Jenis $ AC diklasifikasikan sebagai: Tinggi (H)> 22%; (I) 17-22%; Rendah (L) 10-17%; Sangat Rendah (VL)
(W) 0-2% (Juliano dkk.2012; Tuaño dkk.
* ASV digunakan untuk mengklasifikasikan beras giling menurut tipe GT sebagai: Rendah (L) 6-7; Tinggi
(H) 3-5 untuk beras berlilin dan ber-AC rendah ; dan Rendah (L) 6-7; Menengah (I) 4-5; Tinggi (H) 2-3
(Tuaño et al. 2014) dan hasil diverifikasi dengan GT aktual (° C) melalui differential scanning calorimtery
(DSC) dari sampel rangkap tiga. SD Relatif secara statistik dapat diabaikan di bawah 1% untuk semua
sampel yang dianalisis. Klasifikasi berdasarkan GT melalui DSC: Tinggi (H)> 74 ° C; Menengah (I)

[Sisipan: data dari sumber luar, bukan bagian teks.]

//! HCI Socket implementation for Bluetooth communication
//!
//! This module provides a wrapper around the raw HCI socket interface,
//! allowing for communication with Bluetooth controllers.

use crate::error::{HciError, ReceiveError, TransportError};
use crate::hci::command::CommandEnvelope;
use crate::hci::constants::*;
use crate::hci::event::HciEvent;
use crate::transport::HciTransport;
use log::{debug, trace, warn};
use std::io;
use std::os::unix::io::{AsRawFd, RawFd};
use std::time::{Duration, Instant};

// Bluetooth socket constants
const AF_BLUETOOTH: i32 = 31;
const BTPROTO_HCI: i32 = 1;
const HCI_CHANNEL_RAW: i32 = 0;

/// Adapter indices tried when no device is named
pub const HCI_MAX_DEV: u16 = 16;

/// Longest single wait `poll` accepts
const MAX_WAIT: Duration = Duration::from_millis(libc::c_int::MAX as u64);

/// Represents an HCI socket
#[derive(Debug)]
pub struct HciSocket {
    fd: RawFd,
    dev_id: u16,
}

// Define the sockaddr_hci structure
#[repr(C)]
struct SockaddrHci {
    hci_family: libc::sa_family_t,
    hci_dev: u16,
    hci_channel: u16,
}

/// Kernel side packet filter of a raw HCI socket (`struct hci_filter`)
#[repr(C)]
#[derive(Debug, Default, Clone, Copy, PartialEq, Eq)]
pub struct HciFilter {
    pub type_mask: u32,
    pub event_mask: [u32; 2],
    pub opcode: u16,
}

impl HciFilter {
    /// Let packets of the given type through
    pub fn set_ptype(&mut self, packet_type: u8) {
        let nr = packet_type & HCI_FLT_TYPE_BITS;
        self.type_mask |= 1 << nr;
    }

    /// Let events with the given event code through
    pub fn set_event(&mut self, event_code: u8) {
        let nr = (event_code & HCI_FLT_EVENT_BITS) as usize;
        self.event_mask[nr >> 5] |= 1 << (nr & 31);
    }

    /// Only pass Command Complete / Command Status for this opcode
    pub fn set_opcode(&mut self, opcode: u16) {
        self.opcode = opcode.to_le();
    }
}

impl HciSocket {
    /// Gets the raw file descriptor for the socket
    pub fn as_raw_fd(&self) -> RawFd {
        self.fd
    }

    /// Index of the adapter this socket is bound to
    pub fn dev_id(&self) -> u16 {
        self.dev_id
    }

    pub fn is_open(&self) -> bool {
        self.fd >= 0
    }

    /// Opens a new HCI socket
    ///
    /// # Arguments
    ///
    /// * `dev_id` - The device ID to open (0 for the first device)
    ///
    /// # Returns
    ///
    /// A new `HciSocket` instance or an error if the socket could not be opened
    pub fn open(dev_id: u16) -> Result<Self, HciError> {
        // Open a raw HCI socket
        let fd = unsafe {
            libc::socket(
                AF_BLUETOOTH,
                libc::SOCK_RAW | libc::SOCK_CLOEXEC,
                BTPROTO_HCI,
            )
        };

        if fd < 0 {
            return Err(HciError::SocketError(io::Error::last_os_error()));
        }

        // Bind to the specified device
        let addr = SockaddrHci {
            hci_family: AF_BLUETOOTH as libc::sa_family_t,
            hci_dev: dev_id,
            hci_channel: HCI_CHANNEL_RAW as u16,
        };

        let result = unsafe {
            libc::bind(
                fd,
                &addr as *const _ as *const libc::sockaddr,
                std::mem::size_of::<SockaddrHci>() as libc::socklen_t,
            )
        };

        if result < 0 {
            let err = io::Error::last_os_error();
            unsafe { libc::close(fd) };
            return Err(HciError::BindError(err));
        }

        debug!("opened HCI socket for hci{}", dev_id);
        Ok(HciSocket { fd, dev_id })
    }

    /// Opens the lowest-numbered adapter present
    ///
    /// Indices whose bind fails with `ENODEV` are skipped; any other failure
    /// is returned as is.
    pub fn open_first() -> Result<Self, HciError> {
        for dev_id in 0..HCI_MAX_DEV {
            match Self::open(dev_id) {
                Ok(socket) => return Ok(socket),
                Err(HciError::BindError(e)) if e.raw_os_error() == Some(libc::ENODEV) => {
                    trace!("no adapter hci{}", dev_id);
                }
                Err(e) => return Err(e),
            }
        }
        Err(HciError::NoDevice)
    }

    /// Opens the adapter named `hciN`
    pub fn open_named(name: &str) -> Result<Self, HciError> {
        Self::open(parse_device_name(name)?)
    }

    /// Restrict the socket to LE Meta events
    pub fn set_le_meta_filter(&self) -> Result<(), HciError> {
        let mut filter = HciFilter::default();
        filter.set_ptype(HCI_EVENT_PKT);
        filter.set_event(EVT_LE_META_EVENT);

        self.set_filter(&filter).map_err(HciError::FilterError)
    }

    pub fn get_filter(&self) -> io::Result<HciFilter> {
        let mut filter = HciFilter::default();
        let mut len = std::mem::size_of::<HciFilter>() as libc::socklen_t;

        let result = unsafe {
            libc::getsockopt(
                self.fd,
                SOL_HCI,
                HCI_FILTER,
                &mut filter as *mut _ as *mut libc::c_void,
                &mut len,
            )
        };

        if result < 0 {
            return Err(io::Error::last_os_error());
        }
        Ok(filter)
    }

    pub fn set_filter(&self, filter: &HciFilter) -> io::Result<()> {
        let result = unsafe {
            libc::setsockopt(
                self.fd,
                SOL_HCI,
                HCI_FILTER,
                filter as *const _ as *const libc::c_void,
                std::mem::size_of::<HciFilter>() as libc::socklen_t,
            )
        };

        if result < 0 {
            return Err(io::Error::last_os_error());
        }
        Ok(())
    }

    /// Wait until the socket is readable; `Ok(false)` when `timeout` elapsed
    fn wait_readable(&self, timeout: Duration) -> io::Result<bool> {
        let mut pfd = libc::pollfd {
            fd: self.fd,
            events: libc::POLLIN,
            revents: 0,
        };
        let millis = timeout.min(MAX_WAIT).as_millis() as libc::c_int;

        let result = unsafe { libc::poll(&mut pfd, 1, millis) };
        if result < 0 {
            return Err(io::Error::last_os_error());
        }
        Ok(result > 0)
    }

    fn read_into(&self, buffer: &mut [u8]) -> io::Result<usize> {
        let bytes_read = unsafe {
            libc::read(
                self.fd,
                buffer.as_mut_ptr() as *mut libc::c_void,
                buffer.len(),
            )
        };

        if bytes_read < 0 {
            return Err(io::Error::last_os_error());
        }
        Ok(bytes_read as usize)
    }

    /// Sends a command and waits for the controller's status
    ///
    /// The socket filter is narrowed to the command's completion events for
    /// the duration of the exchange and restored afterwards.
    pub fn send_request(
        &mut self,
        command: &CommandEnvelope,
        timeout: Duration,
    ) -> Result<u8, TransportError> {
        if !self.is_open() {
            return Err(TransportError::Closed);
        }

        let saved = self.get_filter()?;

        let mut filter = HciFilter::default();
        filter.set_ptype(HCI_EVENT_PKT);
        filter.set_event(EVT_CMD_COMPLETE);
        filter.set_event(EVT_CMD_STATUS);
        filter.set_opcode(command.opcode());
        self.set_filter(&filter)?;

        let result = self.exchange(command, timeout);

        if let Err(e) = self.set_filter(&saved) {
            warn!("failed to restore HCI filter: {}", e);
        }
        result
    }

    fn exchange(&self, command: &CommandEnvelope, timeout: Duration) -> Result<u8, TransportError> {
        let packet = command.to_packet();
        debug!(
            "sending command opcode 0x{:04X} ({} parameter bytes)",
            command.opcode(),
            command.params().len()
        );

        let written = unsafe {
            libc::write(
                self.fd,
                packet.as_ptr() as *const libc::c_void,
                packet.len(),
            )
        };
        if written < 0 {
            return Err(TransportError::Io(io::Error::last_os_error()));
        }

        let deadline = command_deadline(Instant::now(), timeout);
        let mut buffer = [0u8; HCI_MAX_EVENT_SIZE];

        loop {
            let remaining = deadline.saturating_duration_since(Instant::now());
            if remaining.is_zero() {
                return Err(TransportError::Timeout);
            }

            match self.wait_readable(remaining) {
                Ok(true) => {}
                Ok(false) => return Err(TransportError::Timeout),
                Err(e) if e.kind() == io::ErrorKind::Interrupted => continue,
                Err(e) => return Err(TransportError::Io(e)),
            }

            let len = match self.read_into(&mut buffer) {
                Ok(len) => len,
                Err(e)
                    if matches!(
                        e.kind(),
                        io::ErrorKind::Interrupted | io::ErrorKind::WouldBlock
                    ) =>
                {
                    continue
                }
                Err(e) => return Err(TransportError::Io(e)),
            };

            if len < 1 || buffer[0] != HCI_EVENT_PKT {
                continue;
            }
            let Some(event) = HciEvent::parse(&buffer[1..len]) else {
                continue;
            };
            if event.command_opcode() != Some(command.opcode()) {
                continue;
            }
            if let Some(status) = event.command_status() {
                return Ok(status);
            }
        }
    }

    /// Read one raw packet, packet type indicator included
    pub fn read_raw(&self, wait: Option<Duration>) -> Result<Vec<u8>, ReceiveError> {
        if !self.is_open() {
            return Err(ReceiveError::Fatal(io::Error::new(
                io::ErrorKind::NotConnected,
                "HCI socket is closed",
            )));
        }

        if let Some(wait) = wait {
            match self.wait_readable(wait) {
                Ok(true) => {}
                Ok(false) => return Err(ReceiveError::Idle),
                Err(e) => return Err(classify_receive_error(e)),
            }
        }

        let mut buffer = [0u8; HCI_MAX_EVENT_SIZE];
        let len = self.read_into(&mut buffer).map_err(classify_receive_error)?;

        trace!("received {}", hex::encode(&buffer[..len]));
        Ok(buffer[..len].to_vec())
    }

    /// Close the socket. Safe to call more than once.
    pub fn close(&mut self) {
        if self.fd >= 0 {
            unsafe {
                libc::close(self.fd);
            }
            debug!("closed HCI socket for hci{}", self.dev_id);
            self.fd = -1;
        }
    }
}

/// When a command round trip started at `now` gives up
///
/// Timeouts longer than a single `poll` can wait are clamped to it.
pub(crate) fn command_deadline(now: Instant, timeout: Duration) -> Instant {
    now.checked_add(timeout.min(MAX_WAIT)).unwrap_or(now)
}

pub(crate) fn classify_receive_error(err: io::Error) -> ReceiveError {
    match err.raw_os_error() {
        Some(libc::EINTR) => ReceiveError::Interrupted,
        Some(code) if code == libc::EAGAIN || code == libc::EWOULDBLOCK => ReceiveError::Transient,
        _ => ReceiveError::Fatal(err),
    }
}

/// Parse an adapter name such as `hci0` into its index
pub fn parse_device_name(name: &str) -> Result<u16, HciError> {
    name.strip_prefix("hci")
        .and_then(|index| index.parse::<u16>().ok())
        .ok_or_else(|| HciError::InvalidDeviceName(name.to_string()))
}

impl HciTransport for HciSocket {
    fn send(&mut self, command: &CommandEnvelope, timeout: Duration) -> Result<u8, TransportError> {
        let result = self.send_request(command, timeout);
        if let Err(e) = &result {
            if !matches!(e, TransportError::Closed) {
                debug!("command 0x{:04X} failed ({}), closing socket", command.opcode(), e);
            }
            self.close();
        }
        result
    }

    fn receive(&mut self, wait: Option<Duration>) -> Result<Vec<u8>, ReceiveError> {
        self.read_raw(wait)
    }

    fn close(&mut self) {
        HciSocket::close(self)
    }
}

impl AsRawFd for HciSocket {
    fn as_raw_fd(&self) -> RawFd {
        self.fd
    }
}

impl Drop for HciSocket {
    fn drop(&mut self) {
        self.close();
    }
}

70-74 ° C; Rendah (L) <70 ° C (Juliano 2010).
+ Klasifikasi GC: Keras (H) 26-40 mm; Sedang (M) 41-60 mm; Lunak (S) 61-100 mm
34
Tabel 3. Perbandingan komposisi sampel beras coklat dan beras giling Filipina yang dimasak
berbeda
35
(SEBUAH)
120
Persen pati ,terhidrolisis%
100
80
60
roti putih
(AC tinggi)
40
IR64 (int. AC)
20
Rc160 (AC rendah)
IMS2 (lilin)
0
0 30 60 90 120 150 180 210
Waktu,
(B)
120
100
80
60 roti putih
Rc10 (AC tinggi)
40
IR64 (int. AC)
20
Rc160 (AC rendah)
IMS2 (lilin)
0
0 30 60 90 120 150 180 210
Waktu, min
36
Gambar 1. Kurva kecernaan pati in vitro dari beras Filipina (A) matang yang digiling
dan (B) coklat yang bervariasi dalam kandungan amilosa (AC) yang terlihat. Rc10 -
PSB Rc10; int. AC - AC perantara; Rc160
(SEBUAH)
(B)
120 RC10BR
IR64BR
RC10MR IR64MR
%,Persen pati terhidrolisis
100
80 b
b b
60 b b b b
b
40 Sebuah Sebuah Sebuah Sebuah Sebuah Sebuah
Sebuah Sebuah
20
Sebuah
0
0 30 60 90 120 15 0 60 90 120
Waktu, min
Waktu, min
(C)
(D)
RC160BR IMS2BR
120
RC160MR IMS2MR
b
Persen pati ,terhidrolisis %
100 b
b b
b b b b b
80
60
Sebuah Sebua
Sebuah Sebuah Sebuah Sebuah
40 Sebuah Sebuah Sebuah 0 30 60 90 120
20
0
0 30 60 90 120 15
Waktu, min
Waktu, min
Gambar 2. Perbandingan kurva hidrolisis pati in vitro beras merah Filipina (BR) dan
beras giling (MR) per varietas dan jenis kandungan amilosa nyata (AC). AC PSB Rc10
tinggi (A); AC IR64 menengah (B); AC rendah NSIC Rc160 (C); dan Waxy Improved
Malagkit Sungsong 2 (IMS2) (D). Titik data dalam kurva hidrolisis yang diikuti huruf
yang sama (untuk setiap varietas) tidak berbeda nyata dengan uji Beda Nyata
37
(SEBUAH) (B)
120
120
Glikemik Indeks
100
100
r = 0,9998 ** r = 0,9998 **
Hidrolisis,Indeks%
80
80
r = 0,9768 *
60
60
Estimasi
r = 0,9768 *
40
40
20 Nasi giling
20 Nasi giling
0
0
40 60 80 40 60 80
Indeks Glikemik In vivo Indeks Glikemik In vivo
Gambar 3. Korelasi antara nilai IG in vivo dari beras coklat Filipina matang terpilih dan beras
giling
(Trinidad et al. 2014) dan indeks hidrolisis in vitro (A); dan perkiraan indeks glikemik
yang Jelas
Highlight
∙ Kandungan pati tahan beras berkorelasi baik dengan kandungan amilosa yang terlihat.
∙ Nasi coklat yang dimasak umumnya memiliki pati yang lebih tahan dibandingkan nasi
giling yang dimasak.
∙ Pati resisten, indeks hidrolisis, dan indeks glikemik beras semuanya berkorelasi.
∙ Kecernaan pati in vitro nasi giling lebih besar dari pada beras merah.
∙ Sifat kecernaan pati dari nasi yang dimasak sangat penting dalam nutrisi dan kesehatan.